El nacionalismo hace ‘fake’ su ‘news’ en Madrid

El nacionalismo hace 'fake' su 'news' en Madrid

Los madrileños contemplaron con cierto alucine el desembarco derechoautodeterminista (eso decía la convocatoria) en Madrid.

Ya al mediodía, numerosos manifestantes paseaban tranquilamente con su estelada por Madrid Central. Alguno hasta se acercaba a visitar el Tribunal Supremo, nueva estación del turismo martirológico indepe. Pero hacía un día espléndido y con las gafas de sol era más difícil de contemplar la lagrimita vertida por la suerte de los Junqueras y compañía. Otros eran más discretos y guardaban la parafernalia nacionalista hasta llegar al recorrido de la protesta. “Por si acaso”, comentaba una pareja de amigas que seguía las indicaciones de Google Maps como si fuera Pilar Rahola. Pero aquello daba igual a los madrileños porque hacía una tarde que daba asco morirse (y manifestarse). Por eso miraban con bastante indiferencia el despliegue de esteladas por la calle de Alcalá. “Mirad, queréis ver la puerta de Alcalá. O qué”, le decía una señora a sus acompañantes que llegaban desde un pueblo de Gerona. Mucha tieta (el segmento social más indepe) en actitud Madrid no es para mí. Tractoria en su máximo esplendor.
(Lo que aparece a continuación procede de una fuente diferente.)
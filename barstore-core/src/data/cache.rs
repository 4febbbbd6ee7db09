//! Resumable per-session download cache.
//!
//! Layout: `{cache_dir}/{interval}/symbol={TICKER}/{YYYY-MM-DD}.parquet`,
//! one file per (ticker, session) holding the raw provider bars for that
//! session. Sessions already on disk are never requested again, so an
//! interrupted update resumes where it stopped.
//!
//! Only sessions whose close has passed are written; the current session is
//! always refetched. A session the provider returned no bars for is cached
//! as an empty file.

use super::provider::{BarProvider, ProviderError};
use crate::calendar::{MarketHours, TradingCalendar};
use crate::domain::{Field, Interval, RawBar, RawTickerFrame};
use crate::store::parquet::{commit, stage};
use crate::store::schema::{BarSchema, TIMESTAMP};
use crate::store::StoreError;
use chrono::{DateTime, Days, NaiveDate, Utc};
use polars::prelude::*;
use std::collections::BTreeMap;
use std::fs;
use std::path::{Path, PathBuf};
use std::sync::Arc;

/// Raw bars on disk, keyed by (interval, ticker, session).
#[derive(Debug, Clone)]
pub struct SessionCache {
    cache_dir: PathBuf,
}

impl SessionCache {
    pub fn new(cache_dir: impl Into<PathBuf>) -> Self {
        Self {
            cache_dir: cache_dir.into(),
        }
    }

    pub fn cache_dir(&self) -> &Path {
        &self.cache_dir
    }

    /// `{cache_dir}/{interval}/symbol={TICKER}/`
    fn ticker_dir(&self, ticker: &str, interval: Interval) -> PathBuf {
        self.cache_dir
            .join(interval.to_string())
            .join(format!("symbol={ticker}"))
    }

    pub fn session_path(&self, ticker: &str, interval: Interval, day: NaiveDate) -> PathBuf {
        self.ticker_dir(ticker, interval)
            .join(format!("{}.parquet", day.format("%Y-%m-%d")))
    }

    pub fn contains(&self, ticker: &str, interval: Interval, day: NaiveDate) -> bool {
        self.session_path(ticker, interval, day).exists()
    }

    /// Bars of one cached session, in file order.
    pub fn load_session(
        &self,
        ticker: &str,
        interval: Interval,
        day: NaiveDate,
    ) -> Result<Vec<RawBar>, StoreError> {
        let path = self.session_path(ticker, interval, day);
        let file = fs::File::open(&path).map_err(|e| StoreError::io(&path, e))?;
        let df = ParquetReader::new(file)
            .finish()
            .map_err(|e| corrupt(&path, format!("unreadable parquet: {e}")))?;
        dataframe_to_bars(&df).map_err(|reason| corrupt(&path, reason))
    }

    /// Write one session atomically, replacing any previous file.
    pub fn write_session(
        &self,
        ticker: &str,
        interval: Interval,
        day: NaiveDate,
        bars: &[RawBar],
    ) -> Result<(), StoreError> {
        let dir = self.ticker_dir(ticker, interval);
        fs::create_dir_all(&dir).map_err(|e| StoreError::io(&dir, e))?;

        let path = self.session_path(ticker, interval, day);
        let tmp = path.with_extension("parquet.tmp");
        let mut df = bars_to_dataframe(bars)?;
        stage(&tmp, |file| {
            ParquetWriter::new(file)
                .finish(&mut df)
                .map(|_| ())
                .map_err(|e| StoreError::Parquet(format!("write session cache: {e}")))
        })?;
        commit(&tmp, &path)
    }
}

fn corrupt(path: &Path, reason: String) -> StoreError {
    StoreError::Corrupt {
        path: path.to_path_buf(),
        reason,
    }
}

fn bars_to_dataframe(bars: &[RawBar]) -> Result<DataFrame, StoreError> {
    let millis: Vec<i64> = bars.iter().map(|b| b.timestamp.timestamp_millis()).collect();
    let mut columns = vec![Column::new(TIMESTAMP.into(), millis)
        .cast(&BarSchema::timestamp_dtype())
        .map_err(|e| StoreError::Parquet(format!("timestamp cast: {e}")))?];
    for field in Field::ALL {
        let cells: Vec<Option<f64>> = bars.iter().map(|b| b.get(field)).collect();
        columns.push(Column::new(field.name().into(), cells));
    }
    DataFrame::new(columns).map_err(|e| StoreError::Parquet(format!("dataframe creation: {e}")))
}

fn dataframe_to_bars(df: &DataFrame) -> Result<Vec<RawBar>, String> {
    let col_err = |name: &str, e: PolarsError| format!("column '{name}': {e}");
    let ts_col = df
        .column(TIMESTAMP)
        .and_then(|c| c.cast(&DataType::Int64))
        .map_err(|e| col_err(TIMESTAMP, e))?;
    let ts_ca = ts_col.i64().map_err(|e| col_err(TIMESTAMP, e))?;
    let field_cas = Field::ALL
        .iter()
        .map(|f| {
            df.column(f.name())
                .and_then(|c| c.f64())
                .map_err(|e| col_err(f.name(), e))
        })
        .collect::<Result<Vec<_>, _>>()?;

    (0..df.height())
        .map(|i| {
            let ms = ts_ca
                .get(i)
                .ok_or_else(|| format!("null timestamp at row {i}"))?;
            let timestamp = DateTime::from_timestamp_millis(ms)
                .ok_or_else(|| format!("timestamp out of range at row {i}: {ms}"))?;
            let value = |field: Field| field_cas[field.index()].get(i);
            Ok(RawBar {
                timestamp,
                open: value(Field::Open),
                high: value(Field::High),
                low: value(Field::Low),
                close: value(Field::Close),
                volume: value(Field::Volume),
            })
        })
        .collect()
}

/// Provider wrapper that serves completed sessions from a [`SessionCache`]
/// and fetches only the sessions missing from it.
///
/// Missing sessions are fetched in contiguous runs of trading days. Cache
/// read and write failures are logged and never fail the fetch: an
/// unreadable session is refetched and overwritten.
pub struct CachingProvider {
    inner: Box<dyn BarProvider>,
    cache: SessionCache,
    hours: MarketHours,
    calendar: Arc<dyn TradingCalendar>,
}

impl CachingProvider {
    pub fn new(
        inner: Box<dyn BarProvider>,
        cache: SessionCache,
        hours: MarketHours,
        calendar: Arc<dyn TradingCalendar>,
    ) -> Self {
        Self {
            inner,
            cache,
            hours,
            calendar,
        }
    }

    pub fn cache(&self) -> &SessionCache {
        &self.cache
    }

    /// The session has closed and its bars can no longer change.
    fn is_complete(&self, day: NaiveDate) -> bool {
        self.hours
            .localize(day, self.hours.close)
            .map_or(false, |close| close <= Utc::now())
    }

    fn cached_session(
        &self,
        ticker: &str,
        interval: Interval,
        day: NaiveDate,
    ) -> Option<Vec<RawBar>> {
        if !self.cache.contains(ticker, interval, day) {
            return None;
        }
        match self.cache.load_session(ticker, interval, day) {
            Ok(bars) => Some(bars),
            Err(e) => {
                tracing::warn!(ticker, %day, error = %e, "unreadable session cache, refetching");
                None
            }
        }
    }

    /// Fetch `days` (consecutive trading days) from the inner provider and
    /// cache each completed session.
    fn fetch_run(
        &self,
        ticker: &str,
        days: &[NaiveDate],
        end: NaiveDate,
        interval: Interval,
    ) -> Result<Vec<RawBar>, ProviderError> {
        let (Some(first), Some(last)) = (days.first(), days.last()) else {
            return Ok(Vec::new());
        };
        let run_end = last.checked_add_days(Days::new(1)).unwrap_or(end).min(end);
        let fresh = self.inner.fetch(ticker, *first, run_end, interval)?;

        let mut by_session: BTreeMap<NaiveDate, Vec<RawBar>> = BTreeMap::new();
        for bar in fresh.bars {
            by_session
                .entry(self.hours.session_date(bar.timestamp))
                .or_default()
                .push(bar);
        }

        let mut bars = Vec::new();
        for day in days {
            let session = by_session.remove(day).unwrap_or_default();
            if self.is_complete(*day) {
                if let Err(e) = self.cache.write_session(ticker, interval, *day, &session) {
                    tracing::warn!(ticker, %day, error = %e, "failed to write session cache");
                }
            }
            bars.extend(session);
        }
        Ok(bars)
    }
}

impl BarProvider for CachingProvider {
    fn name(&self) -> &str {
        self.inner.name()
    }

    fn fetch(
        &self,
        ticker: &str,
        start: NaiveDate,
        end: NaiveDate,
        interval: Interval,
    ) -> Result<RawTickerFrame, ProviderError> {
        let mut bars = Vec::new();
        let mut run: Vec<NaiveDate> = Vec::new();
        let mut hits = 0usize;

        for day in self.calendar.trading_days(start, end) {
            match self.cached_session(ticker, interval, day) {
                Some(cached) => {
                    hits += 1;
                    bars.extend(self.fetch_run(ticker, &run, end, interval)?);
                    run.clear();
                    bars.extend(cached);
                }
                None => run.push(day),
            }
        }
        let fetched_sessions = run.len();
        bars.extend(self.fetch_run(ticker, &run, end, interval)?);

        tracing::debug!(ticker, cached = hits, last_run = fetched_sessions, "session cache");
        bars.sort_by_key(|b| b.timestamp);
        Ok(RawTickerFrame::new(ticker, bars))
    }

    fn is_available(&self) -> bool {
        self.inner.is_available()
    }
}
En la plaza de la Independencia, una decena de veinteañeros con banderas de España era la nimia representación de la contraprotesta. Tampoco hacía falta. Las miles de esteladas -tan excluyentes que excluyen a más de la mitad de catalanes- estaban enmarcadas por la enseña nacional, la constitucional, la que garantiza precisamente que los nacionalistas puedan hacer hoy su manifa propagandística en Madrid. Y esas banderas rodeaban paradójicamente el escenario final de la protesta que encabezaban TorraTorrentRufián

Por eso resultaba bastante cómico -por no decir hasta gratificante- observar el ridículo de los nacionalistas al hablar de España como antidemocrática -había mucha pancarta en inglés- cuando precisamente se manifestaban con toda libertad en la capital. También lo eran -“hijos de puta”, decía un jovencito que llevaba un bote de fairy en la mano- cuando silbaban al paso del dispositivo de la Policía Nacional que les protegía y garantizaba que la protesta transcurriera sin incidentes. Porque los nacionalistas habían logrado trasladar todo el kit -la musiquilla, las banderas, las camisetas oficiales de las sucesivas diadas, la bufandas, las pantallas y los lazos amarillos- a Madrid, más acostumbrada a la improvisación de los orgullos (desde el gay, pasando por el español y el 15M) que a la planificadísima agitación nacionalista con su derroche de merchandising.

“A este Borbón nadie lo ha votado”, gritaban entre pegatinas con la foto de Felipe VI al revés y banderas negras del CDR(recordemos que su origen es un grupo que intentó atentar contra Alfonso XIII). “Los borbones, a los tiburones”, insistían. También cantaron Els segadorsL’estaca y sobre todo un lema: “Hemos venido a despedirnos”, decían en relación a una utópica independencia. “España, cariño, lo nuestro no funciona”, repetían.

Sobre las siete menos diez la convocatoria llegó a Cibeles. Se veían banderas republicanas, andalucistas -“Abderramán make Andalusia great again“, soberanistas canarios, castellanos… etc.

Entonces pusieron una cuidada selección de vídeos del juicio del procés que enfervorizaron al personal. Tanto como los discursos que hablaban de esa invención que es el derecho de autodeterminación como un “derecho humano, universal”. Un cacao mental -con dosis de feminismo, manipulación histórica, hasta la Pasionaria…- que los presentes deglutían con su subidón supremacista. El resumen: España es una prisión de naciones y de derechos.

Pero precisamente los nacionalistas en Madrid venían a ser la refutación de su propia mentira. “Esto no es contra nadie”, decían mientras llamaban fascistas a todos los que “no entendían” al “pueblo catalán”. “Porque la democracia en España pasa por la democracia de Cataluña. Y la soberanía en Cataluña se gana votando”. Entonces se apeló a esa España “abierta y comprensiva” con el nacionalismo catalán. Nada querían saber de la Cataluña que no lo es.